(Dataset entries)
+-------+

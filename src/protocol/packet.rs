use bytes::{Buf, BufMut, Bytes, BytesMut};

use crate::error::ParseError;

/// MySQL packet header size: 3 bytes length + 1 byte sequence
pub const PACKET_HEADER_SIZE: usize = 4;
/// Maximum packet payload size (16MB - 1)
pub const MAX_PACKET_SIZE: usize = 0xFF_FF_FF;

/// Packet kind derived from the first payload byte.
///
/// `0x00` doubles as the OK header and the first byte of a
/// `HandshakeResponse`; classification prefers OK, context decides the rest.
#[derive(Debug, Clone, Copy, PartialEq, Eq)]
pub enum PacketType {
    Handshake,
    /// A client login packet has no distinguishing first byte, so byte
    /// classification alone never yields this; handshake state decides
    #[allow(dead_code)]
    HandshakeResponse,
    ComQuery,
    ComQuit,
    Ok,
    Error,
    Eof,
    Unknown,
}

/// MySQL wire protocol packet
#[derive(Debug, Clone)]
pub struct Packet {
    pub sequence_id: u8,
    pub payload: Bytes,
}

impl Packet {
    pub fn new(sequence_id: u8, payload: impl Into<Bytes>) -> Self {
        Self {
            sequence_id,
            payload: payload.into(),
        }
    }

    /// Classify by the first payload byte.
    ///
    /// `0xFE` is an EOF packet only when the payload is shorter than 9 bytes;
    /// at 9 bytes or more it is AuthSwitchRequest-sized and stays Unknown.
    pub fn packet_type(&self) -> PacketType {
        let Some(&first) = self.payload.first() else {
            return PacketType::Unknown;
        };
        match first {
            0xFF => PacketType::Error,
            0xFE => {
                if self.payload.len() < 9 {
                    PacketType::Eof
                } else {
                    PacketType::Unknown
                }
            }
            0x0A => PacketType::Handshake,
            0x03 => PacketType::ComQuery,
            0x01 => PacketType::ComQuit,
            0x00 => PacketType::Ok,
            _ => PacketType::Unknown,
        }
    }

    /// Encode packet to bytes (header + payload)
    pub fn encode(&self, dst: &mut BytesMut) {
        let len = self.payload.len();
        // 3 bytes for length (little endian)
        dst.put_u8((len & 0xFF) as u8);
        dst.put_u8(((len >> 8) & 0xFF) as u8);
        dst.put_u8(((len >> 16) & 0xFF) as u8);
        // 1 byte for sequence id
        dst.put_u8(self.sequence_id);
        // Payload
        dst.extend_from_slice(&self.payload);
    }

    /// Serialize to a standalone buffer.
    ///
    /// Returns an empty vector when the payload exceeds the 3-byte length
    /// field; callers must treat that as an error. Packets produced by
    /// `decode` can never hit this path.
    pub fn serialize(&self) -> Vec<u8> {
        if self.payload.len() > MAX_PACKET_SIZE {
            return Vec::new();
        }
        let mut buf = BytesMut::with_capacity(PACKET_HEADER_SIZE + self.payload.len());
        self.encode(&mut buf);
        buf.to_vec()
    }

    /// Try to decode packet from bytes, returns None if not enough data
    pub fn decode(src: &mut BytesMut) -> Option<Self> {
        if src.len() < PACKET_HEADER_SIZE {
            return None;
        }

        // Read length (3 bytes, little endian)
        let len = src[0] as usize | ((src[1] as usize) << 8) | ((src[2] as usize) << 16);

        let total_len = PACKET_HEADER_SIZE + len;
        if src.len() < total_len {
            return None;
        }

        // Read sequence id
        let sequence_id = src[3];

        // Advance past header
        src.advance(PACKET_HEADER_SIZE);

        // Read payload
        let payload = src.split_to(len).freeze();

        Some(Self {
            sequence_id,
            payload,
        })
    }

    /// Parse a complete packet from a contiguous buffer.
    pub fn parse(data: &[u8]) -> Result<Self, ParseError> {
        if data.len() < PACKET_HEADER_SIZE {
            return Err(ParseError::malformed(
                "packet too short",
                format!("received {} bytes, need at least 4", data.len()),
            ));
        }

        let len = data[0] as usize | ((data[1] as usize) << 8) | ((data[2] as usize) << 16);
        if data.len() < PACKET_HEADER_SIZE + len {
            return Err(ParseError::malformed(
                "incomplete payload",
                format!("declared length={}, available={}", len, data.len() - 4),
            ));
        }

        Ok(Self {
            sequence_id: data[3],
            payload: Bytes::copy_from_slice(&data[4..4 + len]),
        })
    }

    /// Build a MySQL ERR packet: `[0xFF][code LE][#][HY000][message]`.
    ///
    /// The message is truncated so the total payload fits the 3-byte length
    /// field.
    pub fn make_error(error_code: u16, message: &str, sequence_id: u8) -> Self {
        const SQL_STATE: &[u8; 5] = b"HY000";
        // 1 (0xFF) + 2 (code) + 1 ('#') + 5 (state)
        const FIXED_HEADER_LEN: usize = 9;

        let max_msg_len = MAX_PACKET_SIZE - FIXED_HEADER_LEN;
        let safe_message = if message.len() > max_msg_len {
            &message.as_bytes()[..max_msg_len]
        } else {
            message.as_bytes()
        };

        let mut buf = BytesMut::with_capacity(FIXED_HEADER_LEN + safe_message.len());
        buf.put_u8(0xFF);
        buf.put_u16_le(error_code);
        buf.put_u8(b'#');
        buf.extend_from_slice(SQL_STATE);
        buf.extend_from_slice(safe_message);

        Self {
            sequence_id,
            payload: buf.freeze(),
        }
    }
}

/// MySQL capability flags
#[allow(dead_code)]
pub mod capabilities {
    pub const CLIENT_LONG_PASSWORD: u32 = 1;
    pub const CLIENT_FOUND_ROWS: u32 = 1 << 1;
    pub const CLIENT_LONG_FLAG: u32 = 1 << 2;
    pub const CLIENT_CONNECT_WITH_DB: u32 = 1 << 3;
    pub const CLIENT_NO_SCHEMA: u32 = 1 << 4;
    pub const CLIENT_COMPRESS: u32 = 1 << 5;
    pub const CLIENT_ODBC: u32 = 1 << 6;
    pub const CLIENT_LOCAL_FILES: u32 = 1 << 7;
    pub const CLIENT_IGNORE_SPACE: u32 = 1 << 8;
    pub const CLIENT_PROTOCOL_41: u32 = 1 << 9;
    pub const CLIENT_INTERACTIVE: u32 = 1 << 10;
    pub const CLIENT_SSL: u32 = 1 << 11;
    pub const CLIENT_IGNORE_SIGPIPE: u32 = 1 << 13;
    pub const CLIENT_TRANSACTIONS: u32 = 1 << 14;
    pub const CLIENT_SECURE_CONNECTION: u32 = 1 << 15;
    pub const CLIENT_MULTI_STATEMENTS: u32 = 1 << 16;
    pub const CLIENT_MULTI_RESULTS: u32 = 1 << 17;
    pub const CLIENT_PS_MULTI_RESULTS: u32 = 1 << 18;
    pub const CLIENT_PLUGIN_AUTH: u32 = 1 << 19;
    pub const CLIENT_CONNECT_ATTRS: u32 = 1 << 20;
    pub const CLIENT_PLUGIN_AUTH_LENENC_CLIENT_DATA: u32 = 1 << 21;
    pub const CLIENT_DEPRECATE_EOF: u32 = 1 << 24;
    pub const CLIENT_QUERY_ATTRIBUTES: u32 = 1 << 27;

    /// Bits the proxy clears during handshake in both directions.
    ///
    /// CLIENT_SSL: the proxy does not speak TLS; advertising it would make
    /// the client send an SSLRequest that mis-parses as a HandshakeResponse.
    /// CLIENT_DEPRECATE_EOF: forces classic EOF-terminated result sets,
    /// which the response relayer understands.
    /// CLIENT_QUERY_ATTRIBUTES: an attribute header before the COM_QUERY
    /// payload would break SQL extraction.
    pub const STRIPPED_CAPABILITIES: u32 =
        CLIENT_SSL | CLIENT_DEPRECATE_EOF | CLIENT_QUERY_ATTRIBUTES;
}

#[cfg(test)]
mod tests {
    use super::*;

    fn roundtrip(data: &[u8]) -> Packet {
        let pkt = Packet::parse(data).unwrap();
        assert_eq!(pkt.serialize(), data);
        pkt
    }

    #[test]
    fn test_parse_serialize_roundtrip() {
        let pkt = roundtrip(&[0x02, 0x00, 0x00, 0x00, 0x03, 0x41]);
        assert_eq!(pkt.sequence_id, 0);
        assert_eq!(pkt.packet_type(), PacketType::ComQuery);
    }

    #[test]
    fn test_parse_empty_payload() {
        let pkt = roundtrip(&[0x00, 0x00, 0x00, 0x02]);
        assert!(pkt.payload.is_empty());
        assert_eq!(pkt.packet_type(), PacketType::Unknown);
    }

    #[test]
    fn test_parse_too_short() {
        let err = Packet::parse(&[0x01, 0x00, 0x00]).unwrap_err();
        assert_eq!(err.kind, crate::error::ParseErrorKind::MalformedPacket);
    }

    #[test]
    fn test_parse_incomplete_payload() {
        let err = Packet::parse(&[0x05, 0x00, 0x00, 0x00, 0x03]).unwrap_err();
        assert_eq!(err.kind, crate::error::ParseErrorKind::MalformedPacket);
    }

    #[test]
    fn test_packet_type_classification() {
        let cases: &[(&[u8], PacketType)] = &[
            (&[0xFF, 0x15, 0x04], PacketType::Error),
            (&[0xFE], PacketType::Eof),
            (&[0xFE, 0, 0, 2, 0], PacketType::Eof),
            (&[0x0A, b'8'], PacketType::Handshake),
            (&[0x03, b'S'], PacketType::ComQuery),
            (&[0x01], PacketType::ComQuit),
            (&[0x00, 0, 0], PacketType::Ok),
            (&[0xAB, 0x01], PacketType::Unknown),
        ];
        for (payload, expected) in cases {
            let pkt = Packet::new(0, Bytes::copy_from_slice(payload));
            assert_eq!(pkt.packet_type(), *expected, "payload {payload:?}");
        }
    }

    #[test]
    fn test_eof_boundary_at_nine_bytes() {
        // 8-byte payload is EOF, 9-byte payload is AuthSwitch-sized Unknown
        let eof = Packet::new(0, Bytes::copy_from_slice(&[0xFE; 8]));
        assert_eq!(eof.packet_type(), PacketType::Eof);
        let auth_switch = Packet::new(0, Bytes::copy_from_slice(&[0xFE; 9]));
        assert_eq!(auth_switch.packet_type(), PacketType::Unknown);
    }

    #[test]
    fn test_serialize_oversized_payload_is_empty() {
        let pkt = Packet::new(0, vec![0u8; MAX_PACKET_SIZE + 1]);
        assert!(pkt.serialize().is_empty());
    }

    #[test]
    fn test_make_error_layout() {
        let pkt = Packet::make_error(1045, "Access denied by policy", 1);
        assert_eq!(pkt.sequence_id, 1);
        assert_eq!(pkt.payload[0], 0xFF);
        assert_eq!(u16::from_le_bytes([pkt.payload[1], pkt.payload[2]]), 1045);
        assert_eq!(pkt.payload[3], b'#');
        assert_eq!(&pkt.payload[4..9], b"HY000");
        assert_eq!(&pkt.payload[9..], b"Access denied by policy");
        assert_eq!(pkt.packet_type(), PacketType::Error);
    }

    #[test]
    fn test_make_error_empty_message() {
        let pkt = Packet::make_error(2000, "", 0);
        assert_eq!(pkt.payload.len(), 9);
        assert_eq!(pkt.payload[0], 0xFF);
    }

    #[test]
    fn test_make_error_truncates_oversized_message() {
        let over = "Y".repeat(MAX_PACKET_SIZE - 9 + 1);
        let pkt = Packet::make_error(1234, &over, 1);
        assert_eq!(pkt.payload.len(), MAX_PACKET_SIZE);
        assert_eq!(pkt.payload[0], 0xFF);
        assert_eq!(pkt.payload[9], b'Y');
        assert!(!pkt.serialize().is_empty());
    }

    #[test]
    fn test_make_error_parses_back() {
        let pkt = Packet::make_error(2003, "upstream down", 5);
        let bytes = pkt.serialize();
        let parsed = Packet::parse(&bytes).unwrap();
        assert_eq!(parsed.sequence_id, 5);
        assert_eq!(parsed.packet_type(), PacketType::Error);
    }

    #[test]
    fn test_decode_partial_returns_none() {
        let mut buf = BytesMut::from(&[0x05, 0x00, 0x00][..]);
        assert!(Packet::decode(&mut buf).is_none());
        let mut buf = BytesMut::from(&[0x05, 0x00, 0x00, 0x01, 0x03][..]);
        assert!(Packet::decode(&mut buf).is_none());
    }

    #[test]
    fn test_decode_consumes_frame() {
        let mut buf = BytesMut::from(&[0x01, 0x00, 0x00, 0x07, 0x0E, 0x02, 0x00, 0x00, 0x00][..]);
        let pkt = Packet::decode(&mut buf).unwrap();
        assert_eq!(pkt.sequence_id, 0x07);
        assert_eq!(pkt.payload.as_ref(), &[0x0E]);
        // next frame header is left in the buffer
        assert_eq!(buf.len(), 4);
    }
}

+-------+

- What to do
Taking the records from the top, repeat each line exactly until you have repeated the line that contains "pub fn encode(&self, dst: &mut".

- Result of the exercise
filename src/protocol/packet.rs
use bytes::{Buf, BufMut, Bytes, BytesMut};

use crate::error::ParseError;

/// MySQL packet header size: 3 bytes length + 1 byte sequence
pub const PACKET_HEADER_SIZE: usize = 4;
/// Maximum packet payload size (16MB - 1)
pub const MAX_PACKET_SIZE: usize = 0xFF_FF_FF;

/// Packet kind derived from the first payload byte.
///
/// `0x00` doubles as the OK header and the first byte of a
/// `HandshakeResponse`; classification prefers OK, context decides the rest.
#[derive(Debug, Clone, Copy, PartialEq, Eq)]
pub enum PacketType {
    Handshake,
    /// A client login packet has no distinguishing first byte, so byte
    /// classification alone never yields this; handshake state decides
    #[allow(dead_code)]
    HandshakeResponse,
    ComQuery,
    ComQuit,
    Ok,
    Error,
    Eof,
    Unknown,
}

/// MySQL wire protocol packet
#[derive(Debug, Clone)]
pub struct Packet {
    pub sequence_id: u8,
    pub payload: Bytes,
}

impl Packet {
    pub fn new(sequence_id: u8, payload: impl Into<Bytes>) -> Self {
        Self {
            sequence_id,
            payload: payload.into(),
        }
    }

    /// Classify by the first payload byte.
    ///
    /// `0xFE` is an EOF packet only when the payload is shorter than 9 bytes;
    /// at 9 bytes or more it is AuthSwitchRequest-sized and stays Unknown.
    pub fn packet_type(&self) -> PacketType {
        let Some(&first) = self.payload.first() else {
            return PacketType::Unknown;
        };
        match first {
            0xFF => PacketType::Error,
            0xFE => {
                if self.payload.len() < 9 {
                    PacketType::Eof
                } else {
                    PacketType::Unknown
                }
            }
            0x0A => PacketType::Handshake,
            0x03 => PacketType::ComQuery,
            0x01 => PacketType::ComQuit,
            0x00 => PacketType::Ok,
            _ => PacketType::Unknown,
        }
    }

    /// Encode packet to bytes (header + payload)
    pub fn encode(&self, dst: &mut BytesMut) {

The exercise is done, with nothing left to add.